Самодовлеющая система видится поэту правлением сверхабстрактного, но и «сверхабсолютного» тоталитаризма. Антиутопии XX века («Мы» Замятина и другие произведения) нарисовали математизированное государство, а отечественная власть реализовала многие страшные предположения. Среди них – замену человека номером.
Поэтическое воссоздание Бродским (или «реставрация») античных «геометрем»-философем, кроме многого прочего, связано с вниманием автора к проблемам и вопросам, лежащим на границах современной математики, физики и философии, касающимся структуры мироздания. Платоновское учение об идеях по-своему не столь далеко отстоит от представлений физики о строении вещества, заметил В. Гейзенберг[29 - Гейзенберг В. Что такое элементарная частица? // Он же. Шаги за горизонт. М.: Прогресс, 1987: «Пытаясь продолжить деление (материи. – А. Р.) дальше и дальше, мы, по мнению Платона, в конце концов натолкнемся на математические формы: правильные стереометрические тела, определяемые своими свойствами симметрии, и треугольники, из которых их можно составить. Эти формы не сами по себе материя, но они формируют материю» (с. 171). «Если достижения современной физики элементарных частиц сравнивать с какой-либо из философий прошлого, то речь может идти лишь о платоновской философии; в самом деле, частицы современной физики суть представления групп симметрии – этому нас учит квантовая теория, – и, стало быть, частицы – аналогии симметрическим телам платоновского учения» (с. 173). Пер. В. В. Бибихина.]. А. Грюнбаум для иллюстрации «замкнутого», нелинеарного времени воспользовался традиционным образом – символом вечности в античной философии – окружностью или орбитой, но по этой орбите движется одна-единственная частица, и в этом мире не может быть никакого наблюдателя[30 - Грюнбаум А. Философские проблемы пространства и времени / Пер. с англ. М.: Издательство «Прогресс», 1969. С. 25 и др. При этом, по Грюнбауму, его характеристика «замкнутого времени» применима и к космосу в его целокупности.].
Современное научное сознание в некоторых отношениях согласно с античной мыслью, но в повседневном бытии и душевном опыте между Античностью и нашим временем – пропасть.

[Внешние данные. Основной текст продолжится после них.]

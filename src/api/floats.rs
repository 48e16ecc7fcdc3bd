//! Read-only spatial/profile API (C10, spec §4.10, §6). Thin, hand-written
//! wrappers over the relational store — bypasses C6-C9 entirely.

use axum::Json;
use axum::extract::{Path, Query, State};
use serde::Deserialize;
use std::sync::Arc;

use crate::AppState;
use crate::error::{ApiError, ApiResult};
use crate::models::{FloatDetail, FloatRadiusRow, TrajectoryPoint};

const INDIAN_OCEAN_BBOX: (f64, f64, f64, f64) = (-40.0, 30.0, 20.0, 120.0);
const DEFAULT_LIMIT: i64 = 100;

#[derive(Debug, Deserialize)]
pub struct RadiusParams {
    pub lat: f64,
    pub lon: f64,
    pub radius: f64,
    pub limit: Option<i64>,
}

fn validate_radius_params(lat: f64, lon: f64, radius: f64) -> ApiResult<()> {
    if !(-90.0..=90.0).contains(&lat) {
        return Err(ApiError::InvalidParameter(format!("lat {lat} out of bounds [-90, 90]")));
    }
    if !(-180.0..=180.0).contains(&lon) {
        return Err(ApiError::InvalidParameter(format!("lon {lon} out of bounds [-180, 180]")));
    }
    if radius <= 0.0 {
        return Err(ApiError::InvalidParameter(format!("radius {radius} must be positive")));
    }
    Ok(())
}

#[utoipa::path(
    get,
    path = "/floats/radius",
    params(("lat" = f64, Query), ("lon" = f64, Query), ("radius" = f64, Query), ("limit" = Option<i64>, Query)),
    responses((status = 200, description = "Floats within radius", body = Vec<FloatRadiusRow>)),
    tag = "Floats"
)]
pub async fn radius(
    State(state): State<Arc<AppState>>,
    Query(params): Query<RadiusParams>,
) -> ApiResult<Json<Vec<FloatRadiusRow>>> {
    validate_radius_params(params.lat, params.lon, params.radius)?;
    let limit = params.limit.unwrap_or(DEFAULT_LIMIT);

    let rows = state.dev_store.profiles_within_radius(params.lat, params.lon, params.radius, limit).await?;
    Ok(Json(rows))
}

#[derive(Debug, Deserialize)]
pub struct LimitParams {
    pub limit: Option<i64>,
}

#[utoipa::path(
    get,
    path = "/floats/indian-ocean",
    params(("limit" = Option<i64>, Query)),
    responses((status = 200, description = "Floats in the Indian Ocean bounding box", body = Vec<FloatRadiusRow>)),
    tag = "Floats"
)]
pub async fn indian_ocean(
    State(state): State<Arc<AppState>>,
    Query(params): Query<LimitParams>,
) -> ApiResult<Json<Vec<serde_json::Value>>> {
    let limit = params.limit.unwrap_or(DEFAULT_LIMIT);
    let (lat_min, lat_max, lon_min, lon_max) = INDIAN_OCEAN_BBOX;

    let profiles = state.dev_store.profiles_in_bbox(lat_min, lat_max, lon_min, lon_max, limit).await?;
    Ok(Json(profiles.into_iter().map(|p| serde_json::json!(p)).collect()))
}

#[utoipa::path(
    get,
    path = "/floats/all",
    params(("limit" = Option<i64>, Query)),
    responses((status = 200, description = "All floats in the dev snapshot", body = Vec<FloatRadiusRow>)),
    tag = "Floats"
)]
pub async fn all_floats(
    State(state): State<Arc<AppState>>,
    Query(params): Query<LimitParams>,
) -> ApiResult<Json<Vec<serde_json::Value>>> {
    let limit = params.limit.unwrap_or(DEFAULT_LIMIT);
    let profiles = state.dev_store.profiles_in_bbox(-90.0, 90.0, -180.0, 180.0, limit).await?;
    Ok(Json(profiles.into_iter().map(|p| serde_json::json!(p)).collect()))
}

#[derive(Debug, Deserialize)]
pub struct DepthWindowParams {
    pub min_depth: Option<f64>,
    pub max_depth: Option<f64>,
}

#[utoipa::path(
    get,
    path = "/floats/{float_id}",
    params(("float_id" = String, Path), ("min_depth" = Option<f64>, Query), ("max_depth" = Option<f64>, Query)),
    responses(
        (status = 200, description = "Float detail", body = FloatDetail),
        (status = 404, description = "Unknown float")
    ),
    tag = "Floats"
)]
pub async fn float_detail(
    State(state): State<Arc<AppState>>,
    Path(float_id): Path<String>,
    Query(params): Query<DepthWindowParams>,
) -> ApiResult<Json<FloatDetail>> {
    let detail = state.dev_store.float_detail(&float_id, params.min_depth, params.max_depth).await?;
    detail.map(Json).ok_or_else(|| ApiError::NotFound(format!("unknown float: {float_id}")))
}

#[utoipa::path(
    get,
    path = "/floats/trajectories/radius",
    params(("lat" = f64, Query), ("lon" = f64, Query), ("radius" = f64, Query), ("limit" = Option<i64>, Query)),
    responses((status = 200, description = "Trajectory points, group by floatId client-side", body = Vec<TrajectoryPoint>)),
    tag = "Floats"
)]
pub async fn trajectories_radius(
    State(state): State<Arc<AppState>>,
    Query(params): Query<RadiusParams>,
) -> ApiResult<Json<serde_json::Value>> {
    validate_radius_params(params.lat, params.lon, params.radius)?;
    let limit = params.limit.unwrap_or(DEFAULT_LIMIT);

    let points =
        state.dev_store.trajectories_within_radius(params.lat, params.lon, params.radius, limit).await?;
    Ok(Json(serde_json::json!({ "trajectories": points })))
}

#[cfg(test)]
mod tests {
    use super::*;

    #[test]
    fn rejects_latitude_out_of_bounds() {
        assert!(validate_radius_params(200.0, 70.0, 100.0).is_err());
    }

    #[test]
    fn rejects_non_positive_radius() {
        assert!(validate_radius_params(15.0, 70.0, 0.0).is_err());
    }

    #[test]
    fn accepts_valid_params() {
        assert!(validate_radius_params(15.0, 70.0, 100.0).is_ok());
    }
}
use kube_ext_discovery::{
    evaluate, render_text, CancellationToken, DetectContext, DetectOptions, ExtensionKind, Report,
};

use clap::{Parser, ValueEnum};
use std::env;
use std::path::PathBuf;
use std::time::Duration;
use tracing::{debug, warn, Level};
use tracing_subscriber::{fmt, layer::SubscriberExt, util::SubscriberInitExt, EnvFilter};

/// Detect extensions installed in a Kubernetes cluster and their versions
#[derive(Parser, Debug)]
#[command(
    name = "kube-ext-discovery",
    version,
    long_about = "kube-ext-discovery inspects the namespaces and pods of the current \
                  kubeconfig context to find out which cluster extensions (Istio, Knative, \
                  Helm Tiller) are installed, and reports the version each component runs.\n\n\
                  Examples:\n  \
                  kube-ext-discovery\n  \
                  kube-ext-discovery --context staging --output json\n  \
                  kube-ext-discovery --extension istio --skip-tag-resolution"
)]
struct CliArgs {
    #[arg(long, value_name = "PATH", help = "Path to the kubectl binary (defaults to PATH lookup)")]
    kubectl: Option<PathBuf>,

    #[arg(long, value_name = "NAME", help = "Kubeconfig context to query")]
    context: Option<String>,

    #[arg(
        short = 'e',
        long = "extension",
        value_name = "KIND",
        help = "Only detect this extension (istio, knative, helm-tiller); can be repeated"
    )]
    extensions: Vec<ExtensionKind>,

    #[arg(short = 'o', long, value_enum, default_value = "text", help = "Output format")]
    output: OutputFormat,

    #[arg(long, help = "Report digest-pinned images as-is instead of looking up their tags")]
    skip_tag_resolution: bool,

    #[arg(long, value_name = "SECONDS", default_value = "30", help = "Timeout for one kubectl call")]
    query_timeout: u64,

    #[arg(long, value_name = "SECONDS", default_value = "5", help = "Timeout for one registry tag lookup")]
    registry_timeout: u64,

    #[arg(long, value_name = "LEVEL", help = "Set logging level")]
    log_level: Option<Level>,

    #[arg(short = 'v', long, help = "Log detection progress")]
    verbose: bool,

    #[arg(
        short = 'q',
        long,
        conflicts_with = "verbose",
        help = "Quiet mode - only log errors"
    )]
    quiet: bool,
}

#[derive(ValueEnum, Debug, Clone, Copy, PartialEq, Eq)]
enum OutputFormat {
    /// Indented list, one component per line
    Text,
    /// Full tree as JSON
    Json,
}

impl CliArgs {
    fn detect_options(&self) -> DetectOptions {
        DetectOptions {
            kubectl: self.kubectl.clone(),
            kube_context: self.context.clone(),
            query_timeout: Duration::from_secs(self.query_timeout),
            registry_timeout: Duration::from_secs(self.registry_timeout),
            skip_tag_resolution: self.skip_tag_resolution,
        }
    }

    fn selected_kinds(&self) -> Vec<ExtensionKind> {
        ExtensionKind::all()
            .filter(|kind| self.extensions.is_empty() || self.extensions.contains(kind))
            .collect()
    }
}

#[tokio::main]
async fn main() {
    let args = CliArgs::parse();
    init_logging_from_args(&args);

    debug!("kube-ext-discovery v{} starting", env!("CARGO_PKG_VERSION"));
    debug!("Arguments: {:?}", args);

    std::process::exit(run(&args).await);
}

async fn run(args: &CliArgs) -> i32 {
    let cancel = CancellationToken::new();
    tokio::spawn({
        let cancel = cancel.clone();
        async move {
            if tokio::signal::ctrl_c().await.is_ok() {
                warn!("interrupted, cancelling detection");
                cancel.cancel();
            }
        }
    });

    let ctx = DetectContext::from_options(&args.detect_options(), cancel);
    let mut tree: Vec<_> = args.selected_kinds().iter().map(ExtensionKind::node).collect();

    if let Err(e) = evaluate(&ctx, &mut tree).await {
        warn!("failed to detect some extensions: {e}");
    }

    match args.output {
        OutputFormat::Text => print!("{}", render_text(&tree)),
        OutputFormat::Json => match Report::from_tree(&tree).to_json() {
            Ok(json) => println!("{json}"),
            Err(e) => {
                eprintln!("Error: failed to serialize report: {e}");
                return 1;
            }
        },
    }
    0
}

fn init_logging_from_args(args: &CliArgs) {
    let level = if let Some(level) = args.log_level {
        level
    } else if args.verbose {
        Level::DEBUG
    } else if args.quiet {
        Level::ERROR
    } else {
        env::var("KUBE_EXT_DISCOVERY_LOG_LEVEL")
            .ok()
            .and_then(|level| level.parse().ok())
            .unwrap_or(Level::WARN)
    };

    let mut filter = EnvFilter::from_default_env();

    if env::var("RUST_LOG").is_err() {
        for directive in [format!("kube_ext_discovery={level}"), "hyper=warn".into(), "reqwest=warn".into()] {
            if let Ok(directive) = directive.parse() {
                filter = filter.add_directive(directive);
            }
        }
    }

    tracing_subscriber::registry()
        .with(filter)
        .with(fmt::layer().with_target(true).with_writer(std::io::stderr))
        .init();
}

Наше существование разрознено, атомизировано и обессмысленно,– констатирует Бродский[31 - См., например: Бродский И. Поэзия как форма сопротивления реальности. Предисловие к сборнику стихотворений Томаса Венцлова на польском языке в переводах Станислава Баранчака // Русская мысль. № 3829. 25 мая 1990 г. Спец. приложение. Иосиф Бродский и его современники: К пятидесятилетию поэта. С. I–XII. Ср. (VII; 119–128).]. Античная философия, исходящая из построений Платона, не только отличается высокой системностью, но и приписывает таковую жизни, миру. Это черта платонизма, привлекающая и отталкивающая поэта одновременно.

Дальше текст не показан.